» **TASK OBJECTIVE**: Starting at the line below that contains "self.data[field] = value;", print each line through the end of the records exactly as it appears.

[Stored data entries]
┄┄┄┄┄┄┄┄┄┄

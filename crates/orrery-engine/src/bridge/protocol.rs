/// Frame data shared with the host page.
/// Must stay in sync with the host's `protocol.ts`.
///
/// Every section is its own allocation in WASM memory with its own pointer
/// export (all values f32):
/// ```text
/// header     HEADER_FLOATS
/// camera     CAMERA_FLOATS
/// instances  instance_count × INSTANCE_FLOATS   (up to max_instances)
/// lights     light_count × LIGHT_FLOATS         (up to max_lights)
/// events     event_count × EVENT_FLOATS         (up to max_events)
/// ```
///
/// The header carries the live counts and capacities, rewritten every frame.
/// Pointers stay valid until the next call into the module.

use crate::api::game::GameConfig;
use crate::renderer::camera::CameraUniform;
use crate::renderer::instance::MeshInstance;

/// Number of floats in the header section.
pub const HEADER_FLOATS: usize = 15;

/// Header field indices.
pub const HEADER_FRAME_COUNTER: usize = 0;
pub const HEADER_PROTOCOL_VERSION: usize = 1;
pub const HEADER_MAX_INSTANCES: usize = 2;
pub const HEADER_INSTANCE_COUNT: usize = 3;
pub const HEADER_MAX_LIGHTS: usize = 4;
pub const HEADER_LIGHT_COUNT: usize = 5;
pub const HEADER_MAX_EVENTS: usize = 6;
pub const HEADER_EVENT_COUNT: usize = 7;
pub const HEADER_VIEWPORT_WIDTH: usize = 8;
pub const HEADER_VIEWPORT_HEIGHT: usize = 9;
pub const HEADER_PIXEL_RATIO: usize = 10;
pub const HEADER_AMBIENT_R: usize = 11;
pub const HEADER_AMBIENT_G: usize = 12;
pub const HEADER_AMBIENT_B: usize = 13;
pub const HEADER_ELAPSED: usize = 14;

/// Protocol version written into the header.
pub const PROTOCOL_VERSION: f32 = 1.0;

/// Floats in the camera section: view, projection, eye position.
pub const CAMERA_FLOATS: usize = CameraUniform::FLOATS;

/// Floats per mesh instance.
pub const INSTANCE_FLOATS: usize = MeshInstance::FLOATS;

/// Floats per point light: x, y, z, r, g, b, intensity, distance.
pub const LIGHT_FLOATS: usize = 8;

/// Floats per game event: kind, a, b, c.
pub const EVENT_FLOATS: usize = 4;

/// The header frame counter wraps here: every value below it is exact in f32.
pub const FRAME_COUNTER_WRAP: u32 = 1 << 24;

/// Per-section capacities, fixed at init.
#[derive(Debug, Clone, Copy, PartialEq, Eq)]
pub struct ProtocolLayout {
    pub max_instances: usize,
    pub max_lights: usize,
    pub max_events: usize,
}

impl ProtocolLayout {
    pub fn new(max_instances: usize, max_lights: usize, max_events: usize) -> Self {
        Self { max_instances, max_lights, max_events }
    }

    pub fn from_config(config: &GameConfig) -> Self {
        Self::new(config.max_instances, config.max_lights, config.max_events)
    }
}

/// Per-frame header block the host polls before reading the other sections.
#[derive(Debug, Clone, PartialEq)]
pub struct FrameHeader {
    data: [f32; HEADER_FLOATS],
    frame: u32,
}

impl FrameHeader {
    pub fn new(layout: &ProtocolLayout) -> Self {
        let mut data = [0.0; HEADER_FLOATS];
        data[HEADER_MAX_INSTANCES] = layout.max_instances as f32;
        data[HEADER_MAX_LIGHTS] = layout.max_lights as f32;
        data[HEADER_MAX_EVENTS] = layout.max_events as f32;
        data[HEADER_PROTOCOL_VERSION] = PROTOCOL_VERSION;
        Self { data, frame: 0 }
    }

    pub fn get(&self, field: usize) -> f32 {
        self.data[field]
    }

    pub fn set(&mut self, field: usize, value: f32) {
        self.data[field] = value;
    }

    /// Count one more frame. The header copy wraps at `FRAME_COUNTER_WRAP`
    /// so it changes on every frame; the host only compares it for
    /// inequality with the last value it drew.
    pub fn next_frame(&mut self) -> u32 {
        self.frame = self.frame.wrapping_add(1);
        self.data[HEADER_FRAME_COUNTER] = (self.frame % FRAME_COUNTER_WRAP) as f32;
        self.frame
    }

    /// Frames counted since construction.
    pub fn frame_counter(&self) -> u32 {
        self.frame
    }

    pub fn as_ptr(&self) -> *const f32 {
        self.data.as_ptr()
    }
}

┄┄┄┄┄┄┄┄┄┄

» **EXERCISE OUTPUT**:
        self.data[field] = value;
    }

    /// Count one more frame. The header copy wraps at `FRAME_COUNTER_WRAP`
    /// so it changes on every frame; the host only compares it for
    /// inequality with the last value it drew.
    pub fn next_frame(&mut self) -> u32 {
        self.frame = self.frame.wrapping_add(1);
        self.data[HEADER_FRAME_COUNTER] = (self.frame % FRAME_COUNTER_WRAP) as f32;
        self.frame
    }

    /// Frames counted since construction.
    pub fn frame_counter(&self) -> u32 {
        self.frame
    }

    pub fn as_ptr(&self) -> *const f32 {
        self.data.as_ptr()
    }
}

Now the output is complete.